3. A coil of 100 turns is placed in a magnetic field. If the magnetic flux changes by 0.02 Wb in 0.1 s, calculate the induced EMF.
4. List two applications of electromagnetic induction in daily life.
5. Why is the negative sign used in Faraday's law?

Challenge Yourself

• Describe an experiment to demonstrate electromagnetic induction using a coil and a magnet.
• Derive the expression for the EMF induced in a rotating coil in a uniform magnetic field.

Did You Know?

• Michael Faraday discovered electromagnetic induction in 1831.
• All electricity generated in power plants is based on electromagnetic induction.

Glossary

• Electromagnetic Induction: The process of generating an EMF by changing the magnetic field around a conductor.
• Magnetic Flux: The measure of the magnetic field passing through a given area.
• EMF (Electromotive Force): The voltage generated by changing magnetic fields.
• Induced Current: The current produced due to induced EMF.
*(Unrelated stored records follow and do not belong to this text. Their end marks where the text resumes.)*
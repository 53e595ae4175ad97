//! Reference simulators.
//!
//! - [`DeterministicCurves`]: flat discount, forecast and FX forward curves
//! - [`EquitySimulator`]: correlated lognormal shares with dividends
//!
//! Both are numeraire simulators whose numeraire is the bank account of
//! their discount curve. Dates must be registered before `prepare`; queries
//! at any other date fail with `SimulationError::UnregisteredDate`.

mod calendar;
pub mod deterministic;
pub mod equity;
pub mod error;

pub use deterministic::DeterministicCurves;
pub use equity::{EquitySimulator, ShareProcess};
pub use error::ModelError;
Answers to Practice Questions

1. First Law: An EMF is induced when the magnetic flux linked with a circuit changes.
   Second Law: The magnitude of the induced EMF is equal to the rate of change of magnetic flux through the circuit.
2. Lenz's law: If you move a magnet towards a coil, the induced current in the coil creates a magnetic field that opposes the motion of the magnet.
3. Induced EMF = (Number of turns × Change in flux) / Time = (100 × 0.02) / 0.1 = 20 V
4. Electric generators, transformers (any two).
5. The negative sign shows that the induced EMF opposes the change in magnetic flux (Lenz's law).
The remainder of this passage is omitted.